Was Nostalgie doch alles bewirken kann…
Da befindet man sich mitten auf einem Rockfestival und plötzlich brüllen eingefleischte, langhaarige Rockfans mit Nietenjacken, Röhrenjeans tragende Britpopper mit modischen Frisuren und in anderen Sphären schwirrende Hippies textfest zu den Klängen von Scooter mit. Zugegeben, deren Texte bedürfen keiner sonderlich geisitigen Auffassungsgabe, aber Scooter? Kaum einer würde wohl freiwillig zugeben dazu abrocken zu können. Meine erste Intention war also: „Hilfe! Die spinnen!“ Aber dann sprang der Virus über und ich fragte mich: Was treibt eine so heterogene Masse an, einträchtig zu einer Band zu rocken, deren Musik man kaum als solche bezeichnen kann?

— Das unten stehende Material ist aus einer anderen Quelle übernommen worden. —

//! Domain entities and payload types

pub mod company;
pub mod gift;
pub mod product;
pub mod supplier;
pub mod wallet;

pub use company::{Company, CompanyCreate, CompanyPatch, CompanySettings, Store, StoreCreate};
pub use gift::{GiftItem, GiftOrder, GiftOrderItem, GiftRequest};
pub use product::{
    BaseProduct, BaseProductCreate, BaseProductPatch, CompanyProduct, CompanyProductInput,
    EffectiveProduct, PriceTier, ProductFilter,
};
pub use supplier::{
    RemoteProduct, Supplier, SupplierApiType, SupplierCreate, SupplierCredentials, SupplierStatus,
    SupplierSyncLog, SyncError, SyncRunResult, SyncType, UpsertOutcome,
};
pub use wallet::{PointsTransaction, TransactionKind};
impl SupplierSyncEngine {
    pub fn new(catalog: Arc<CatalogStore>, config: SyncConfig) -> Self {
        Self {
            catalog,
            config,
            suppliers: RwLock::new(HashMap::new()),
            feeds: RwLock::new(HashMap::new()),
            logs: RwLock::new(Vec::new()),
            in_flight: Mutex::new(HashSet::new()),
        }
    }

    // ========================================================================
    // Supplier records
    // ========================================================================

    pub async fn create_supplier(&self, input: SupplierCreate) -> Result<Supplier> {
        if input.name.trim().is_empty() {
            return Err(AppError::MissingField {
                field: "name".into(),
            });
        }

        let supplier = Supplier {
            id: Uuid::new_v4(),
            name: input.name,
            api_type: input.api_type,
            status: input.status,
            credentials: input.credentials,
            created_at: Utc::now(),
        };
        self.suppliers
            .write()
            .await
            .insert(supplier.id, supplier.clone());

        info!(supplier_id = %supplier.id, api_type = ?supplier.api_type, "Supplier created");
        Ok(supplier)
    }

    pub async fn get_supplier(&self, id: Uuid) -> Result<Supplier> {
        self.suppliers
            .read()
            .await
            .get(&id)
            .cloned()
            .ok_or_else(|| AppError::SupplierNotFound { id: id.to_string() })
    }

    pub async fn list_suppliers(&self) -> Vec<Supplier> {
        let suppliers = self.suppliers.read().await;
        let mut all: Vec<_> = suppliers.values().cloned().collect();
        all.sort_by(|a, b| (a.created_at, a.id).cmp(&(b.created_at, b.id)));
        all
    }

    /// Admin action: activate or deactivate a supplier
    pub async fn set_supplier_status(&self, id: Uuid, status: SupplierStatus) -> Result<Supplier> {
        let mut suppliers = self.suppliers.write().await;
        let supplier = suppliers
            .get_mut(&id)
            .ok_or_else(|| AppError::SupplierNotFound { id: id.to_string() })?;
        supplier.status = status;
        Ok(supplier.clone())
    }

    /// Plug the transport capability for one supplier
    pub async fn attach_feed(&self, supplier_id: Uuid, feed: Arc<dyn RecordFeed>) -> Result<()> {
        if !self.suppliers.read().await.contains_key(&supplier_id) {
            return Err(AppError::SupplierNotFound {
                id: supplier_id.to_string(),
            });
        }
        self.feeds.write().await.insert(supplier_id, feed);
        Ok(())
    }

    // ========================================================================
    // Sync runs
    // ========================================================================

    pub async fn sync_prices(
        &self,
        supplier_id: Uuid,
        skus: Option<Vec<String>>,
    ) -> Result<SyncRunResult> {
        self.sync(supplier_id, SyncType::Prices, skus).await
    }

    pub async fn sync_stock(
        &self,
        supplier_id: Uuid,
        skus: Option<Vec<String>>,
    ) -> Result<SyncRunResult> {
        self.sync(supplier_id, SyncType::Stock, skus).await
    }

    pub async fn sync_full(&self, supplier_id: Uuid) -> Result<SyncRunResult> {
        self.sync(supplier_id, SyncType::Full, None).await
    }

    /// Run one reconciliation against a supplier.
    ///
    /// Guard failures (unknown/inactive/manual/custom/unconfigured/busy)
    /// reject the call before a run starts and write no log. A started run
    /// always writes exactly one log row, even when the remote fetch fails
    /// outright or nothing changed.
    #[instrument(skip_all, fields(supplier_id = %supplier_id, sync_type = ?sync_type))]
    pub async fn sync(
        &self,
        supplier_id: Uuid,
        sync_type: SyncType,
        skus: Option<Vec<String>>,
    ) -> Result<SyncRunResult> {
        let supplier = self.get_supplier(supplier_id).await?;

        if supplier.status != SupplierStatus::Active {
            return Err(AppError::Validation {
                message: format!("supplier {} is inactive", supplier.id),
                field: Some("status".into()),
            });
        }

        // Adapter dispatch by api_type happens here, at the call boundary.
        let adapter: Arc<dyn SupplierAdapter> = match supplier.api_type {
            SupplierApiType::Manual => {
                return Err(AppError::UnsupportedOperation {
                    message: MANUAL_SYNC_UNSUPPORTED.to_string(),
                })
            }
            SupplierApiType::Custom => {
                return Err(AppError::NotImplemented {
                    message: "custom supplier APIs are not implemented in this version".into(),
                })
            }
            SupplierApiType::SpotBrindes => {
                let feed = self
                    .feeds
                    .read()
                    .await
                    .get(&supplier_id)
                    .cloned()
                    .ok_or_else(|| AppError::AdapterNotConfigured {
                        message: format!("no record feed attached for supplier {supplier_id}"),
                    })?;
                spot_brindes_adapter(&supplier, feed)
            }
        };

        if !adapter.is_configured() {
            return Err(AppError::AdapterNotConfigured {
                message: format!("supplier {} is missing API credentials", supplier.id),
            });
        }

        let _slot = self.acquire_slot(supplier_id)?;

        let started_at = Utc::now();
        let clock = Instant::now();

        let records = match adapter.fetch_records(skus.as_deref()).await {
            Ok(records) => records,
            Err(e) => {
                // The run started; it still gets its audit row.
                let message = e.to_string();
                self.write_log(SupplierSyncLog {
                    id: Uuid::new_v4(),
                    supplier_id,
                    sync_type,
                    started_at,
                    duration_ms: clock.elapsed().as_millis() as u64,
                    products_updated: 0,
                    products_created: 0,
                    products_failed: 0,
                    errors: vec![SyncError {
                        sku: None,
                        message: message.clone(),
                    }],
                })
                .await;
                warn!(error = %message, "Supplier fetch failed");
                return Err(AppError::Upstream { message });
            }
        };

        let mut created = 0u64;
        let mut updated = 0u64;
        let mut failed = 0u64;
        let mut errors: Vec<SyncError> = Vec::new();

        // Records are processed in the order the adapter returned them; one
        // bad record never aborts the run.
        for raw in &records {
            let sku = raw
                .get("codigo")
                .and_then(serde_json::Value::as_str)
                .map(str::to_string);

            let outcome = match adapter.parse_record(raw) {
                Ok(remote) => self.catalog.apply_remote(&remote, sync_type).await,
                Err(e) => Err(e),
            };

            match outcome {
                Ok(UpsertOutcome::Created) => created += 1,
                Ok(UpsertOutcome::Updated) => updated += 1,
                Ok(UpsertOutcome::Skipped) => {}
                Err(e) => {
                    failed += 1;
                    if errors.len() < self.config.max_recorded_errors {
                        errors.push(SyncError {
                            sku,
                            message: e.to_string(),
                        });
                    }
                }
            }
        }

        let result = SyncRunResult {
            success: failed == 0,
            sync_type,
            products_updated: updated,
            products_created: created,
            products_failed: failed,
            duration_ms: clock.elapsed().as_millis() as u64,
            errors,
        };

        self.write_log(SupplierSyncLog {
            id: Uuid::new_v4(),
            supplier_id,
            sync_type,
            started_at,
            duration_ms: result.duration_ms,
            products_updated: result.products_updated,
            products_created: result.products_created,
            products_failed: result.products_failed,
            errors: result.errors.clone(),
        })
        .await;

        info!(
            examined = records.len(),
            created = result.products_created,
            updated = result.products_updated,
            failed = result.products_failed,
            duration_ms = result.duration_ms,
            "Sync run finished"
        );
        Ok(result)
    }

    /// Audit rows for one supplier, oldest first
    pub async fn logs_for(&self, supplier_id: Uuid) -> Vec<SupplierSyncLog> {
        self.logs
            .read()
            .await
            .iter()
            .filter(|l| l.supplier_id == supplier_id)
            .cloned()
            .collect()
    }

    async fn write_log(&self, log: SupplierSyncLog) {
        self.logs.write().await.push(log);
    }

    fn acquire_slot(&self, supplier_id: Uuid) -> Result<SyncSlot<'_>> {
        let mut in_flight = self.in_flight.lock().expect("in-flight set poisoned");
        if !in_flight.insert(supplier_id) {
            return Err(AppError::SyncInProgress {
                supplier_id: supplier_id.to_string(),
            });
        }
        Ok(SyncSlot {
            engine: self,
            supplier_id,
        })
    }
}

/// Holds the per-supplier single-flight slot; released on drop in every path
struct SyncSlot<'a> {
    engine: &'a SupplierSyncEngine,
    supplier_id: Uuid,
}

impl Drop for SyncSlot<'_> {
    fn drop(&mut self) {
        if let Ok(mut in_flight) = self.engine.in_flight.lock() {
            in_flight.remove(&self.supplier_id);
        }
    }
}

Ich stand also inmitten dieser wogenden Masse aus Rockern, Poppern, Hoppern und Hippies und von allen Seiten brüllte es in mein Ohr „döp döp döp dödödöp döp döp, döp döp döp dödödöp döp döp“. Lichtfetzen fegten über die Masse und tauchten das Publikum abwechselnd in gleißendes Licht und schwarze Nacht. Und ich sah mir ihre Gesichter an. Sie verrieten kindliche Freude. Das Leuchten in ihren Augen erzählte von Erinnerungen an bereits vergangene Tage. Grundschulzeit. Nostalgie! Die Masse sprang. Die Masse tobte. Und ich grinste. Ich konnte einfach nichts dagegen tun. Die Situation war so absurd und irgendwie auch magisch. Marionettengleich zog es also meine Mundwinkel nach oben. Mein Herz begann beim Anblick dieser ausgelebten Kindheitserinnerungen zu hüpfen, es breitete sich ein wohliges Gefühl in mir aus und schließlich hüpfte auch ich. Mit der Masse. Einträchtig. Zu einer Band die ich sonst nie hören würde, wie wohl auch all die Anderen. Aber ja, es hatte etwas Nostalgisches. Da konnte auch der einsetztende Regen nichts daran ändern. Die Masse tanzte frenetisch weiter. Extatisch wurde nun „Hyper Hyper“ in mein Ohr gegrölt und jegliche Scham (zu Scooter abzurocken) wich dem Gefühl in eine andere Zeit gerutscht zu sein. In die Zeit von Zahnspange und Pickel. Und plötzlich befand man sich genau wieder in dieser Zeit und sprang mit kindlichem Elan auf und ab. Kümmerte sich nicht um die vermeintlich skeptischen Blicke des Nachbarn. Musste man auch nicht, denn schießlich sprang auch der. Alles was da war, war der Bass der durch den Körper vibrierte und das gemeinsame Gefühl der ausgelebten Nostalgie. „Abspacken“. Loslassen. Noch einmal Teenager sein ;)
Und ich freute mich. Dass Erinnerungen einen geradezu vor Energie strotzenden Mob herstellen können. Dass im Lebenslauf zurückliegende „Musik“ ein Gefühl von Gemeinsamkeit schafft. Dass ein bisschen Nostalgie soviel Freude & Spaß für den Moment erzeugen kann.